Geography Reference
In-Depth Information
8
India and Israel: Emerging Partnership
P.R.KUMARASWAMY
Under normal circumstances, India's relations with a single country should not
generate undue controversies, especially if the country in question is not a great
power. Bilateral relations are motivated by shared political, economic, cultural or
strategic interests and hence the absence of relations between any two sovereign
countries would reflect the relative importance the countries in question attach to
each another. However, Israel has been a unique case in India's foreign policy.
The prolonged Indian reluctance and refusal to establish normal diplomatic
relations with the Jewish State had been one of the most controversial
dimensions of India's foreign policy.

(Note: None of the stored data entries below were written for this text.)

// live_transcript — Streaming transcript engine for assistant chat clients
// Copyright (C) 2025  Simon Peter Rothgang
//
// This program is free software: you can redistribute it and/or modify
// it under the terms of the GNU Affero General Public License as
// published by the Free Software Foundation, either version 3 of the
// License, or (at your option) any later version.
//
// This program is distributed in the hope that it will be useful,
// but WITHOUT ANY WARRANTY; without even the implied warranty of
// MERCHANTABILITY or FITNESS FOR A PARTICULAR PURPOSE.  See the
// GNU Affero General Public License for more details.
//
// You should have received a copy of the GNU Affero General Public License
// along with this program.  If not, see <https://www.gnu.org/licenses/>.

use crate::app::permissions::PERMISSION_OPTIONS;
use crate::app::{COMMAND_TOOLS, FILE_TOOLS, ToolPhase, ToolSegment};
use crate::ui::theme;
use ratatui::style::{Color, Modifier, Style};
use ratatui::text::{Line, Span};
use serde_json::Value;
use unicode_width::{UnicodeWidthChar, UnicodeWidthStr};

/// Max visible result lines; older lines are hidden behind a count.
const RESULT_MAX_LINES: usize = 12;
/// Max display columns of a single summarized argument value.
const ARG_VALUE_MAX_WIDTH: usize = 80;

fn status_icon(phase: ToolPhase, spinner_frame: usize) -> (&'static str, Color) {
    match phase {
        ToolPhase::ArgsStreaming | ToolPhase::AwaitingResult => {
            (theme::spinner(spinner_frame), theme::RUST_ORANGE)
        }
        ToolPhase::AwaitingPermission => (theme::ICON_AWAITING_PERMISSION, theme::STATUS_WARNING),
        ToolPhase::Completed => (theme::ICON_COMPLETED, theme::RUST_ORANGE),
        ToolPhase::Rejected => (theme::ICON_REJECTED, theme::STATUS_ERROR),
        ToolPhase::Interrupted => (theme::ICON_INTERRUPTED, theme::DIM),
    }
}

fn phase_note(phase: ToolPhase) -> Option<&'static str> {
    match phase {
        ToolPhase::AwaitingPermission => Some("needs permission"),
        ToolPhase::Rejected => Some("declined"),
        ToolPhase::Interrupted => Some("interrupted"),
        ToolPhase::ArgsStreaming | ToolPhase::AwaitingResult | ToolPhase::Completed => None,
    }
}

/// Render one tool call: status line, then `│`-prefixed body ending in `└─`.
pub(super) fn render_tool_call(
    tool: &ToolSegment,
    phase: ToolPhase,
    spinner_frame: usize,
    permission_selected: usize,
) -> Vec<Line<'static>> {
    let (icon, icon_color) = status_icon(phase, spinner_frame);
    let mut title = vec![
        Span::styled(format!("  {icon} "), Style::default().fg(icon_color)),
        Span::styled(
            tool.name.clone(),
            Style::default().fg(Color::White).add_modifier(Modifier::BOLD),
        ),
    ];
    if let Some(note) = phase_note(phase) {
        title.push(Span::styled(format!("  {note}"), Style::default().fg(theme::DIM)));
    }
    if phase == ToolPhase::Completed
        && let Some(ms) = tool.duration_ms
    {
        title.push(Span::styled(format!("  {}", format_duration(ms)), Style::default().fg(theme::DIM)));
    }

    let mut body = args_lines(tool, phase);
    if let Some(result) = &tool.result {
        body.extend(result_lines(result, phase));
    }
    if phase == ToolPhase::AwaitingPermission {
        body.extend(permission_lines(permission_selected));
    }

    let mut lines = vec![Line::from(title)];
    let pipe_style = Style::default().fg(theme::DIM);
    let last_idx = body.len().saturating_sub(1);
    for (i, content_line) in body.into_iter().enumerate() {
        let prefix = if i == last_idx { "  \u{2514}\u{2500} " } else { "  \u{2502}  " };
        let mut spans = vec![Span::styled(prefix, pipe_style)];
        spans.extend(content_line.spans);
        lines.push(Line::from(spans));
    }
    lines
}

/// Raw stream while it is still arriving (or when it failed to parse),
/// otherwise a compact summary of the parsed arguments.
fn args_lines(tool: &ToolSegment, phase: ToolPhase) -> Vec<Line<'static>> {
    let raw_style = Style::default().fg(theme::DIM);
    if phase == ToolPhase::ArgsStreaming || tool.args.is_empty() {
        return match tool.args_raw_stream.as_deref() {
            Some(raw) if !raw.is_empty() => {
                raw.lines().map(|l| Line::from(Span::styled(l.to_owned(), raw_style))).collect()
            }
            _ => Vec::new(),
        };
    }
    summarize_args(tool)
}

fn summarize_args(tool: &ToolSegment) -> Vec<Line<'static>> {
    let field = |key: &str| tool.args.get(key).and_then(Value::as_str);
    if COMMAND_TOOLS.contains(&tool.name.as_str())
        && let Some(command) = field("command")
    {
        return vec![Line::from(vec![
            Span::styled("$ ", Style::default().fg(theme::RUST_ORANGE).add_modifier(Modifier::BOLD)),
            Span::styled(command.to_owned(), Style::default().fg(Color::Yellow)),
        ])];
    }
    if FILE_TOOLS.contains(&tool.name.as_str())
        && let Some(path) = field("path").or_else(|| field("file_path"))
    {
        return vec![Line::from(Span::styled(path.to_owned(), Style::default().fg(Color::White)))];
    }
    tool.args
        .iter()
        .map(|(key, value)| {
            Line::from(vec![
                Span::styled(format!("{key}: "), Style::default().fg(theme::DIM)),
                Span::raw(truncate(&compact_value(value), ARG_VALUE_MAX_WIDTH)),
            ])
        })
        .collect()
}

fn compact_value(value: &Value) -> String {
    match value {
        Value::String(s) => s.lines().next().unwrap_or_default().to_owned(),
        other => other.to_string(),
    }
}

fn truncate(text: &str, max_width: usize) -> String {
    if UnicodeWidthStr::width(text) <= max_width {
        return text.to_owned();
    }
    let room = max_width.saturating_sub(3);
    let mut used = 0;
    let kept: String = text
        .chars()
        .take_while(|ch| {
            used += UnicodeWidthChar::width(*ch).unwrap_or(0);
            used <= room
        })
        .collect();
    format!("{kept}...")
}

fn result_lines(result: &str, phase: ToolPhase) -> Vec<Line<'static>> {
    let style = if phase == ToolPhase::Rejected {
        Style::default().fg(theme::STATUS_ERROR)
    } else {
        Style::default().fg(Color::Gray)
    };
    let all: Vec<&str> = result.lines().collect();
    let mut out = Vec::new();
    let skipped = all.len().saturating_sub(RESULT_MAX_LINES);
    if skipped > 0 {
        out.push(Line::from(Span::styled(
            format!("... {skipped} lines hidden ..."),
            Style::default().fg(theme::DIM),
        )));
    }
    out.extend(all.into_iter().skip(skipped).map(|l| Line::from(Span::styled(l.to_owned(), style))));
    out
}

/// Format: `▸ ✓ Allow once (y)  ·  ✓ Always allow (a)  ·  ✗ Deny (n)`
fn permission_lines(selected: usize) -> Vec<Line<'static>> {
    let mut spans: Vec<Span<'static>> = Vec::new();
    let dot = Span::styled("  \u{00b7}  ", Style::default().fg(theme::DIM));
    for (i, option) in PERMISSION_OPTIONS.iter().enumerate() {
        let is_selected = i == selected;
        let (icon, icon_color) =
            if option.is_allow() { ("\u{2713}", Color::Green) } else { ("\u{2717}", Color::Red) };
        if i > 0 {
            spans.push(dot.clone());
        }
        if is_selected {
            spans.push(Span::styled(
                "\u{25b8} ",
                Style::default().fg(theme::RUST_ORANGE).add_modifier(Modifier::BOLD),
            ));
        }
        spans.push(Span::styled(format!("{icon} "), Style::default().fg(icon_color)));
        let name_style = if is_selected {
            Style::default().fg(Color::White).add_modifier(Modifier::BOLD)
        } else {
            Style::default().fg(Color::Gray)
        };
        spans.push(Span::styled(option.label(), name_style));
        spans.push(Span::styled(format!(" ({})", option.shortcut()), Style::default().fg(theme::DIM)));
    }
    vec![
        Line::from(spans),
        Line::from(Span::styled(
            "\u{2190}\u{2192} select  enter confirm  esc deny",
            Style::default().fg(theme::DIM),
        )),
    ]
}

#[allow(clippy::cast_precision_loss)]
fn format_duration(ms: u64) -> String {
    if ms < 1000 { format!("{ms}ms") } else { format!("{:.1}s", ms as f64 / 1000.0) }
}
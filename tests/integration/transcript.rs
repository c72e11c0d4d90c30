// =====
// TESTS: 7
// =====
//
// Full-frame rendering of the transcript, including the permission prompt.

use crossterm::event::{Event, KeyCode, KeyEvent, KeyModifiers};
use live_transcript::agent::events::{ClientEvent, Delta, TurnOutcome};
use live_transcript::app::permissions::{
    PermissionCollaborator as _, PermissionRequest, PermissionResponse,
};
use live_transcript::app::{Message, ToolSegment, handle_terminal_event};
use pretty_assertions::assert_eq;
use std::time::{Duration, Instant};

use crate::helpers::{render_frame, send_client_event, send_deltas, test_app};

fn key(c: char) -> Event {
    Event::Key(KeyEvent::new(KeyCode::Char(c), KeyModifiers::NONE))
}

fn bash_call(app: &mut live_transcript::app::App, command: &str) {
    send_deltas(
        app,
        [
            Delta::tool_start("t1", "bash"),
            Delta::tool_args("t1", format!("{{\"command\":\"{command}\"}}")),
            Delta::tool_args_final("t1"),
        ],
    );
}

fn request(command: &str) -> ClientEvent {
    ClientEvent::PermissionRequest(PermissionRequest {
        operation: "bash".to_owned(),
        path_or_command: command.to_owned(),
    })
}

#[test]
fn permission_prompt_renders_and_answers() {
    let mut app = test_app();
    bash_call(&mut app, "rm -rf build");
    send_client_event(&mut app, request("rm -rf build"));

    let rows = render_frame(&mut app, 70, 16, Instant::now());
    assert!(rows.iter().any(|r| r.contains("needs permission")));
    assert!(rows.iter().any(|r| r.contains("Allow once (y)")));

    handle_terminal_event(&mut app, key('y'));
    assert!(app.permissions.current().is_none());
    assert_eq!(app.permissions.decisions().last().unwrap().1, PermissionResponse::Allow);

    let rows = render_frame(&mut app, 70, 16, Instant::now());
    assert!(!rows.iter().any(|r| r.contains("needs permission")));
}

#[test]
fn unrelated_request_does_not_gate_the_tool() {
    let mut app = test_app();
    bash_call(&mut app, "ls");
    send_client_event(&mut app, request("make install"));

    let rows = render_frame(&mut app, 120, 16, Instant::now());
    assert!(!rows.iter().any(|r| r.contains("needs permission")));
    assert!(rows.iter().any(|r| r.contains("permission: y allow")), "footer still shows the pending request");
}

#[test]
fn always_allow_covers_later_requests() {
    let mut app = test_app();
    bash_call(&mut app, "cargo fmt");
    send_client_event(&mut app, request("cargo fmt"));
    handle_terminal_event(&mut app, key('a'));
    send_deltas(&mut app, [Delta::tool_result("t1", "ok"), Delta::turn_end(TurnOutcome::Success)]);

    bash_call(&mut app, "cargo fmt --check");
    send_client_event(&mut app, request("cargo fmt --check"));
    assert!(app.permissions.current().is_none());
    assert_eq!(app.permissions.decisions().len(), 2);
}

#[test]
fn declined_result_is_shown_as_rejected() {
    let mut app = test_app();
    bash_call(&mut app, "rm -rf /");
    send_deltas(&mut app, [Delta::tool_result("t1", "User denied this operation.")]);
    let rows = render_frame(&mut app, 70, 16, Instant::now());
    assert!(rows.iter().any(|r| r.contains("\u{2717}") && r.contains("declined")), "{rows:#?}");
}

#[test]
fn turn_end_closes_open_prompt() {
    let mut app = test_app();
    bash_call(&mut app, "ls");
    send_client_event(&mut app, request("ls"));
    send_deltas(&mut app, [Delta::turn_end(TurnOutcome::Aborted)]);

    assert!(app.permissions.current().is_none());
    assert_eq!(app.permissions.decisions().last().unwrap().1, PermissionResponse::Deny);
    let rows = render_frame(&mut app, 70, 16, Instant::now());
    assert!(rows.iter().any(|r| r.contains("interrupted")));
}

#[test]
fn legacy_history_renders_tools_before_text() {
    let mut app = test_app();
    let args = serde_json::json!({"path": "src/lib.rs"}).as_object().cloned().unwrap();
    let tool = ToolSegment::finished("t1", "read_file", args, "mod app;");
    let legacy = Message::legacy_assistant("a1", "The crate root.", "look at lib.rs", vec![tool]);
    send_client_event(&mut app, ClientEvent::ConversationLoaded(vec![Message::user("u1", "what is this?"), legacy]));

    let rows = render_frame(&mut app, 60, 24, Instant::now() + Duration::from_millis(16));
    let pos = |needle: &str| rows.iter().position(|r| r.contains(needle));
    assert!(pos("read_file").unwrap() < pos("The crate root.").unwrap());
    assert!(pos("Thought").is_some());
    assert!(pos("look at lib.rs").is_none(), "reasoning collapsed for finalized messages");
}

#[test]
fn ctrl_o_reveals_finalized_reasoning() {
    let mut app = test_app();
    send_deltas(
        &mut app,
        [Delta::reasoning("check the lockfile"), Delta::text("Done."), Delta::turn_end(TurnOutcome::Success)],
    );
    let rows = render_frame(&mut app, 70, 16, Instant::now());
    assert!(!rows.iter().any(|r| r.contains("check the lockfile")));
    assert!(rows.iter().any(|r| r.contains("ctrl+o to expand")));

    let ctrl_o = Event::Key(KeyEvent::new(KeyCode::Char('o'), KeyModifiers::CONTROL));
    handle_terminal_event(&mut app, ctrl_o.clone());
    let rows = render_frame(&mut app, 70, 16, Instant::now());
    assert!(rows.iter().any(|r| r.contains("check the lockfile")));

    handle_terminal_event(&mut app, ctrl_o);
    let rows = render_frame(&mut app, 70, 16, Instant::now());
    assert!(!rows.iter().any(|r| r.contains("check the lockfile")));
}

The four decades of non-relations as well
as the extent of relations during the past decade have attracted widespread
attention, comments and even criticisms.
The newly-found relations between India and Israel should not be dismissed as
another example of bilateral relations. It heralded a new phase of assertive
independence in India's foreign policy when it bade farewell to past rhetoric and
ideological baggage and opted for interest-driven realism. For long, its Israel
policy had been a prisoner of various regional pressures and domestic concerns
and normalization is a departure from this past.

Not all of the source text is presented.